Today, friends, we are reading the story from the book of Joshua.  Joshua was Moses’ right hand man.   He and Caleb were leaders among the twelve spies who went to check out Canaan.   Joshua took over leadership of the Israelites after Moses died.   He is best known for two things – the spiritual song about his first conquest.  Joshua fit the battle of Jericho, Jericho, Jericho.   Joshua fit the battle of Jericho and the walls came a tumbalin down.   And the other thing for which Joshua is known is from our reading today.   I quoted it in This Week at Peace your weekly email:  Choose this day whom you will serve but as for me and my house, we will serve the Lord.   As for me and my house, we will serve the Lord.  The only gift I ever made for my father was a calligraphy of that verse with the outline of a house.   It’s all faded now, but my mom still has it hanging in her kitchen hallway.  

So we read today Joshua’s final challenge to the people before he died at the ripe old age of 110, according to the story.  I know I said we are all getting old last week, but you’re not that old.  But you still should get on with wills and estate planning.   Joshua’s final challenge.  The text says, that after he stopped speaking, he sent them out to their inheritance. 

Now before we read it, let me say that Joshua is one of those Old Testament books that tells “oral history” in retrospect.   Joshua is set in the 13th century before Christ.    But it was likely written in the 7th or 6th century, during the time of exile, to keep the people’s faith strong.   But the theological message of Joshua is still valuable to this day.   Joshua says God wants to be first.   And if you say God is first, if you promise to serve God, then you’d better mean what you say.

Joshua 24:1-2, 13-27

Then Joshua gathered all the tribes of Israel to Shechem, and summoned the elders, the heads, the judges, and the officers of Israel; and they presented themselves before God. 2 And Joshua said to all the people…

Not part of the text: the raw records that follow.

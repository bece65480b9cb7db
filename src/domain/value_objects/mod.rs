//! Value Objects for the storefront

use rust_decimal::prelude::ToPrimitive;
use rust_decimal::{Decimal, RoundingStrategy};
use serde::{Deserialize, Deserializer, Serialize, Serializer};
use std::fmt;
use validator::Validate;

/// Money in integer minor currency units (cents).
///
/// All arithmetic happens on the integer; `Decimal` only appears at the storage and display
/// boundary, so totals never pick up floating-point error.
#[derive(Clone, Copy, Debug, Default, PartialEq, Eq, PartialOrd, Ord, Hash)]
pub struct Money(i64);

impl Money {
    pub const ZERO: Money = Money(0);

    pub fn from_minor(minor: i64) -> Self { Self(minor) }
    pub fn minor(&self) -> i64 { self.0 }

    /// Rounds to two decimal places (half away from zero) before converting.
    pub fn from_decimal(amount: Decimal) -> Result<Self, MoneyError> {
        let cents = amount.round_dp_with_strategy(2, RoundingStrategy::MidpointAwayFromZero) * Decimal::ONE_HUNDRED;
        cents.to_i64().map(Self).ok_or(MoneyError::Overflow)
    }

    /// Like [`Money::from_decimal`] but refuses amounts finer than a cent.
    pub fn from_decimal_exact(amount: Decimal) -> Result<Self, MoneyError> {
        if amount.normalize().scale() > 2 {
            return Err(MoneyError::TooPrecise);
        }
        Self::from_decimal(amount)
    }

    pub fn to_decimal(&self) -> Decimal { Decimal::new(self.0, 2) }
    pub fn is_negative(&self) -> bool { self.0 < 0 }

    pub fn add(&self, other: Money) -> Result<Money, MoneyError> {
        self.0.checked_add(other.0).map(Money).ok_or(MoneyError::Overflow)
    }

    pub fn multiply(&self, qty: u32) -> Result<Money, MoneyError> {
        self.0.checked_mul(i64::from(qty)).map(Money).ok_or(MoneyError::Overflow)
    }
}

impl fmt::Display for Money {
    fn fmt(&self, f: &mut fmt::Formatter<'_>) -> fmt::Result { write!(f, "{}", self.to_decimal()) }
}

impl Serialize for Money {
    fn serialize<S: Serializer>(&self, serializer: S) -> Result<S::Ok, S::Error> { Serialize::serialize(&self.to_decimal(), serializer) }
}

impl<'de> Deserialize<'de> for Money {
    fn deserialize<D: Deserializer<'de>>(deserializer: D) -> Result<Self, D::Error> {
        let amount = <Decimal as Deserialize>::deserialize(deserializer)?;
        Money::from_decimal_exact(amount).map_err(serde::de::Error::custom)
    }
}

#[derive(Debug, Clone, PartialEq, Eq)] pub enum MoneyError { Overflow, TooPrecise }
impl std::error::Error for MoneyError {}
impl fmt::Display for MoneyError {
    fn fmt(&self, f: &mut fmt::Formatter<'_>) -> fmt::Result {
        match self { Self::Overflow => write!(f, "Amount out of range"), Self::TooPrecise => write!(f, "Amount cannot have more than 2 decimal places") }
    }
}

/// URL-safe identifier derived from a display name.
#[derive(Clone, Debug, PartialEq, Eq, Hash, Serialize, Deserialize)]
#[serde(transparent)]
pub struct Slug(String);

impl Slug {
    /// Lowercases, turns whitespace runs into `-`, drops anything that is not `[a-z0-9_-]`,
    /// then collapses and trims dashes.
    pub fn from_name(name: &str) -> Result<Self, SlugError> {
        let mut raw = String::with_capacity(name.len());
        let mut in_space = false;
        for c in name.trim().chars().flat_map(char::to_lowercase) {
            if c.is_whitespace() {
                if !in_space { raw.push('-'); }
                in_space = true;
                continue;
            }
            in_space = false;
            if c.is_ascii_alphanumeric() || c == '_' || c == '-' { raw.push(c); }
        }
        let slug = raw.split('-').filter(|part| !part.is_empty()).collect::<Vec<_>>().join("-");
        if slug.is_empty() { return Err(SlugError::Empty); }
        Ok(Self(slug))
    }

    pub fn as_str(&self) -> &str { &self.0 }
    pub fn into_inner(self) -> String { self.0 }
}

impl fmt::Display for Slug {
    fn fmt(&self, f: &mut fmt::Formatter<'_>) -> fmt::Result { write!(f, "{}", self.0) }
}

#[derive(Debug, Clone, PartialEq, Eq)] pub enum SlugError { Empty }
impl std::error::Error for SlugError {}
impl fmt::Display for SlugError {
    fn fmt(&self, f: &mut fmt::Formatter<'_>) -> fmt::Result { write!(f, "Name produces an empty slug") }
}

/// Cart or order line quantity; always at least one.
#[derive(Clone, Copy, Debug, PartialEq, Eq, Serialize, Deserialize)]
#[serde(try_from = "i64", into = "u32")]
pub struct Quantity(u32);

impl Quantity {
    pub const ONE: Quantity = Quantity(1);

    pub fn new(value: i64) -> Result<Self, QuantityError> {
        if value < 1 { return Err(QuantityError::BelowOne); }
        if value > i64::from(i32::MAX) { return Err(QuantityError::TooLarge); }
        u32::try_from(value).map(Self).map_err(|_| QuantityError::TooLarge)
    }
    pub fn value(&self) -> u32 { self.0 }
}

impl TryFrom<i64> for Quantity {
    type Error = QuantityError;
    fn try_from(value: i64) -> Result<Self, Self::Error> { Self::new(value) }
}

impl From<Quantity> for u32 { fn from(q: Quantity) -> u32 { q.0 } }

#[derive(Debug, Clone, PartialEq, Eq)] pub enum QuantityError { BelowOne, TooLarge }
impl std::error::Error for QuantityError {}
impl fmt::Display for QuantityError {
    fn fmt(&self, f: &mut fmt::Formatter<'_>) -> fmt::Result {
        match self { Self::BelowOne => write!(f, "Quantity must be at least 1"), Self::TooLarge => write!(f, "Quantity too large") }
    }
}

/// A product image stored in the object store.
#[derive(Clone, Debug, PartialEq, Eq, Serialize, Deserialize)]
pub struct ImageRef { pub url: String }

impl ImageRef {
    /// Object key relative to the bucket, e.g. `public/<id>-<ts>.jpg`.
    pub fn object_path(&self) -> Option<String> {
        self.url.rsplit('/').next().filter(|name| !name.is_empty()).map(|name| format!("public/{name}"))
    }
}

/// Mexican-style postal address, snapshotted onto orders at checkout.
#[derive(Clone, Debug, Default, PartialEq, Eq, Serialize, Deserialize, Validate)]
pub struct Address {
    #[validate(length(min = 3, message = "Street is too short"))]
    pub street: String,
    #[validate(length(min = 1, message = "Exterior number is required"))]
    pub exterior_num: String,
    #[serde(default, skip_serializing_if = "Option::is_none")]
    pub interior_num: Option<String>,
    #[validate(length(min = 3, message = "Colony is required"))]
    pub colony: String,
    #[validate(length(min = 2, message = "City is too short"))]
    pub city: String,
    #[validate(length(min = 2, message = "State is too short"))]
    pub state: String,
    #[validate(length(min = 5, message = "Postal code must have 5 digits"))]
    pub postal_code: String,
}

impl Address {
    /// Blank interior numbers come from empty form fields.
    pub fn normalized(mut self) -> Self {
        if self.interior_num.as_deref().map(str::trim).is_some_and(str::is_empty) { self.interior_num = None; }
        self
    }
}

#[cfg(test)]
mod tests {
    use super::*;

    #[test]
    fn test_money_from_decimal() {
        assert_eq!(Money::from_decimal(Decimal::new(19999, 2)).unwrap().minor(), 19999);
        assert_eq!(Money::from_decimal(Decimal::new(2495, 1)).unwrap().minor(), 24950);
        assert_eq!(Money::from_decimal(Decimal::new(10005, 3)).unwrap().minor(), 1001);
    }

    #[test]
    fn test_money_exact_refuses_fractions_of_a_cent() {
        assert_eq!(Money::from_decimal_exact(Decimal::new(199999, 3)), Err(MoneyError::TooPrecise));
        assert_eq!(Money::from_decimal_exact(Decimal::new(199990, 3)).unwrap().minor(), 19999);
        assert!(serde_json::from_str::<Money>("199.999").is_err());
        assert_eq!(serde_json::from_str::<Money>("\"699.97\"").unwrap().minor(), 69997);
        assert_eq!(serde_json::to_value(Money::from_minor(69997)).unwrap(), serde_json::json!("699.97"));
    }

    #[test]
    fn test_money_arithmetic() {
        let a = Money::from_minor(24999).multiply(2).unwrap();
        let total = a.add(Money::from_minor(19999)).unwrap();
        assert_eq!(total.minor(), 69997);
        assert_eq!(total.to_string(), "699.97");
        assert_eq!(Money::from_minor(i64::MAX).multiply(2), Err(MoneyError::Overflow));
    }

    #[test]
    fn test_slug() {
        assert_eq!(Slug::from_name("Summer  Sale!").unwrap().as_str(), "summer-sale");
        assert_eq!(Slug::from_name(" -Hoodie - Black- ").unwrap().as_str(), "hoodie-black");
        assert_eq!(Slug::from_name("!!!"), Err(SlugError::Empty));
    }

    #[test]
    fn test_quantity() {
        assert_eq!(Quantity::new(0), Err(QuantityError::BelowOne));
        assert_eq!(Quantity::new(-1), Err(QuantityError::BelowOne));
        assert_eq!(Quantity::new(3).unwrap().value(), 3);
        assert_eq!(Quantity::new(i64::from(i32::MAX)).unwrap().value(), i32::MAX as u32);
        assert_eq!(Quantity::new(3_000_000_000), Err(QuantityError::TooLarge));
    }

    #[test]
    fn test_image_object_path() {
        let img = ImageRef { url: "https://cdn.example.com/storage/v1/object/public/product-images/public/abc-1.png".into() };
        assert_eq!(img.object_path().as_deref(), Some("public/abc-1.png"));
    }

    #[test]
    fn test_address_validation() {
        let addr = Address { street: "Av".into(), exterior_num: "".into(), postal_code: "123".into(), ..Default::default() };
        let errors = addr.validate().unwrap_err();
        let fields = errors.field_errors();
        assert!(fields.contains_key("street"));
        assert!(fields.contains_key("exterior_num"));
        assert!(fields.contains_key("postal_code"));
    }
}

13 I gave you a land on which you had not labored, and towns that you had not built, and you live in them; you eat the fruit of vineyards and oliveyards that you did not plant. 14 "Now therefore revere the LORD, and serve him in sincerity and in faithfulness; put away the gods that your ancestors served beyond the River and in Egypt, and serve the LORD. 15 Now if you are unwilling to serve the LORD, choose this day whom you will serve, whether the gods your ancestors served in the region beyond the River or the gods of the Amorites in whose land you are living; but as for me and my household, we will serve the LORD." 16 Then the people answered, "Far be it from us that we should forsake the LORD to serve other gods; 17 for it is the LORD our God who brought us and our ancestors up from the land of Egypt, out of the house of slavery, and who did those great signs in our sight. He protected us along all the way that we went, and among all the peoples through whom we passed; 18 and the LORD drove out before us all the peoples, the Amorites who lived in the land. Therefore we also will serve the LORD, for he is our God." 19 But Joshua said to the people, "You cannot serve the LORD, for he is a holy God. He is a jealous God; he will not forgive your transgressions or your sins. 20 If you forsake the LORD and serve foreign gods, then he will turn and do you harm, and consume you, after having done you good." 21 And the people said to Joshua, "No, we will serve the LORD!" 22 Then Joshua said to the people, "You are witnesses against yourselves that you have chosen the LORD, to serve him." And they said, "We are witnesses." 23 He said, "Then put away the foreign gods that are among you, and incline your hearts to the LORD, the God of Israel." 24 The people said to Joshua, "The LORD our God we will serve, and him we will obey." 25 So Joshua made a covenant with the people that day, and made statutes and ordinances for them at Shechem. 26 Joshua wrote these words in the book of the law of God; and he took a large stone, and set it up there under the oak in the sanctuary of the LORD. 27 Joshua said to all the people, "See, this stone shall be a witness against us; for it has heard all the words of the LORD that he spoke to us; therefore it shall be a witness against you, if you deal falsely with your God." 

 

Like the Israelites, you Peace people have been given a land with trees and shrubs that you did not plant and with a building you did not build.   You have been blessed by the hand of God at work in your short decade of history as a congregation.   God gave us vision when we were a few around a kitchen table.   God gave us determination to keep trying when we were just 25 people meeting on Sunday evenings.   God gave us courage to keep believing when people came and went for four years at SCF and finally we were large enough to be considered by the presbytery a real church worth chartering.   Then we picked up the tabernacle when God said leave this place and go to a new home, which was the Manatee Association of Realtor’s Building, where for three years, God richly blessed us.   Then God gave us a year of testing as we thought we might build on five acres on Lorraine, and then decided we’d better stay at the Realtor’s building, extending our lease, but they said no, we want you out sooner than you thought.  So we quickly found a foreclosed church on Lorraine Road and after pursuing that for months, and coming close to closing on it, a dreaded mold sent us running, and God’s hand was in it because at just the right time, by providence, this property became open, and one year ago, today, we took ownership of this building and 24 acres.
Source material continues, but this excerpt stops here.